Cellular response of MCF-7-EV and HCT116-EV cells. (A) Representative pictures of changes in nuclear morphology of MCF-7 and HCT116 cells treated with IC₈₀ or IC₉₀ dosage, respectively, of C-1305 and C-1311 compounds. Cells were stained with 4′,6-diamidino-2-phenylindole (DAPI; 1 mg/mL) and visualized under fluorescent microscope (400× magnification); (B) Cytometric analysis of changes in mitochondrial transmembrane potential (ΔΨm) in MCF-7-EV and HCT116-EV cells treated with drugs for 120 h and labeled with JC-1 dye. Presented cytograms are representative of three independent experiments. Marked gates are populations of cells with decreased mitochondrial transmembrane potential (ΔΨm) (green fluorescence); (C) Phosphatidylserine externalization and membrane disruption in MCF-7-EV and HCT116-EV cells after 120 h of treatment with C-1305 and C-1311. Representative bivariate flow cytometry histograms of annexin V–fluorescein isothiocyanate (FITC) signal versus PI signal are shown.

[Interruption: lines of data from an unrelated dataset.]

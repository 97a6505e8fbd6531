use std::{collections::HashSet, net::SocketAddr};

use hyper::{Method, Uri};

use crate::{
    config::models::{EndpointConfig, MiddlewareConfig, ServerConfig},
    core::retry::RetryStrategy,
};

/// Validation result type alias
pub type ValidationResult<T> = Result<T, ValidationError>;

/// Validation error types
#[derive(Debug, thiserror::Error, Clone)]
pub enum ValidationError {
    #[error("Missing required field: {field}")]
    MissingField { field: String },

    #[error("Invalid field '{field}': {message}")]
    InvalidField { field: String, message: String },

    #[error("Invalid listen address '{address}': {reason}")]
    InvalidListenAddress { address: String, reason: String },

    #[error("Route conflict detected: {message}")]
    RouteConflict { message: String },

    #[error("Validation failed: {message}")]
    ValidationFailed { message: String },
}

/// Static checks run before a configuration is handed to the proxy.
///
/// Everything the routing-table build would reject is reported here too, all at once,
/// so `portway validate` can list every problem in a file.
pub struct ServerConfigValidator;

impl ServerConfigValidator {
    /// Validate the entire server configuration
    pub fn validate(config: &ServerConfig) -> ValidationResult<()> {
        let mut errors = Vec::new();

        if let Err(e) = Self::validate_listen_address(&config.listen_addr) {
            errors.push(e);
        }
        if let Some(debug_addr) = &config.debug_addr {
            if let Err(e) = Self::validate_listen_address(debug_addr) {
                errors.push(e);
            }
            if *debug_addr == config.listen_addr {
                errors.push(ValidationError::InvalidField {
                    field: "debug_addr".to_string(),
                    message: "must differ from listen_addr".to_string(),
                });
            }
        }

        if config.gateway.endpoints.is_empty() {
            errors.push(ValidationError::MissingField {
                field: "endpoints".to_string(),
            });
        }

        Self::validate_middlewares("middlewares", &config.gateway.middlewares, &mut errors);
        for endpoint in &config.gateway.endpoints {
            if let Err(mut endpoint_errors) = Self::validate_endpoint(endpoint) {
                errors.append(&mut endpoint_errors);
            }
        }

        if let Err(conflicts) = Self::check_route_conflicts(&config.gateway.endpoints) {
            errors.extend(conflicts);
        }

        if errors.is_empty() {
            Ok(())
        } else {
            Err(ValidationError::ValidationFailed {
                message: Self::format_multiple_errors(errors),
            })
        }
    }

    fn validate_listen_address(address: &str) -> ValidationResult<()> {
        address
            .parse::<SocketAddr>()
            .map(|_| ())
            .map_err(|e| ValidationError::InvalidListenAddress {
                address: address.to_string(),
                reason: e.to_string(),
            })
    }

    fn validate_middlewares(
        context: &str,
        middlewares: &[MiddlewareConfig],
        errors: &mut Vec<ValidationError>,
    ) {
        for (i, middleware) in middlewares.iter().enumerate() {
            if middleware.name.trim().is_empty() {
                errors.push(ValidationError::MissingField {
                    field: format!("{context}[{i}].name"),
                });
            }
        }
    }

    fn validate_endpoint(endpoint: &EndpointConfig) -> Result<(), Vec<ValidationError>> {
        let mut errors = Vec::new();
        let path = &endpoint.path;

        if !path.starts_with('/') {
            errors.push(ValidationError::InvalidField {
                field: format!("endpoints[{path}].path"),
                message: "must start with '/'".to_string(),
            });
        }

        let method = endpoint.method.trim();
        if !method.is_empty()
            && method != "*"
            && Method::from_bytes(method.to_ascii_uppercase().as_bytes()).is_err()
        {
            errors.push(ValidationError::InvalidField {
                field: format!("endpoints[{path}].method"),
                message: format!("'{method}' is not a valid HTTP method"),
            });
        }

        if endpoint.backends.is_empty() {
            errors.push(ValidationError::MissingField {
                field: format!("endpoints[{path}].backends"),
            });
        }
        for backend in &endpoint.backends {
            if let Err(e) = Self::validate_backend_target(&backend.target) {
                errors.push(ValidationError::InvalidField {
                    field: format!("endpoints[{path}].backends"),
                    message: e,
                });
            }
        }
        if !endpoint.backends.is_empty()
            && endpoint.backends.iter().all(|b| b.weight == Some(0))
        {
            errors.push(ValidationError::InvalidField {
                field: format!("endpoints[{path}].backends"),
                message: "at least one backend needs a non-zero weight".to_string(),
            });
        }

        Self::validate_middlewares(
            &format!("endpoints[{path}].middlewares"),
            &endpoint.middlewares,
            &mut errors,
        );

        if let Err(e) = RetryStrategy::from_endpoint(endpoint) {
            errors.push(ValidationError::InvalidField {
                field: format!("endpoints[{path}].retry"),
                message: e.to_string(),
            });
        }

        if errors.is_empty() {
            Ok(())
        } else {
            Err(errors)
        }
    }

    fn validate_backend_target(target: &str) -> Result<(), String> {
        let with_scheme = if target.contains("://") {
            target.to_string()
        } else {
            format!("http://{target}")
        };
        let uri: Uri = with_scheme
            .parse()
            .map_err(|e| format!("invalid backend '{target}': {e}"))?;
        match uri.scheme_str() {
            Some("http") | Some("https") => {}
            other => {
                return Err(format!(
                    "invalid backend '{target}': unsupported scheme {}",
                    other.unwrap_or_default()
                ));
            }
        }
        if uri.host().is_none_or(str::is_empty) {
            return Err(format!("invalid backend '{target}': missing host"));
        }
        Ok(())
    }

    /// Two endpoints with the same path template and method (or both matching any method)
    /// cannot be registered together.
    fn check_route_conflicts(endpoints: &[EndpointConfig]) -> Result<(), Vec<ValidationError>> {
        let mut seen = HashSet::new();
        let mut errors = Vec::new();
        for endpoint in endpoints {
            let method = match endpoint.method.trim() {
                "" | "*" => "*".to_string(),
                m => m.to_ascii_uppercase(),
            };
            if !seen.insert((endpoint.path.clone(), method.clone())) {
                errors.push(ValidationError::RouteConflict {
                    message: format!("{method} {} is defined more than once", endpoint.path),
                });
            }
        }
        if errors.is_empty() {
            Ok(())
        } else {
            Err(errors)
        }
    }

    /// Format multiple validation errors into a single message
    fn format_multiple_errors(errors: Vec<ValidationError>) -> String {
        if errors.len() == 1 {
            return errors[0].to_string();
        }

        let mut message = format!("Found {} validation errors:\n", errors.len());
        for (i, error) in errors.iter().enumerate() {
            message.push_str(&format!("  {}. {}\n", i + 1, error));
        }
        message
    }
}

Bottom left quadrant represents live cells (annexin V negative, PI negative); bottom right quadrant represents early apoptotic cells (annexin V positive, PI negative); top right quadrant represents late apoptotic cells (annexin V positive, PI positive); top left quadrant represents primary necrotic cells (annexin V negative, PI positive).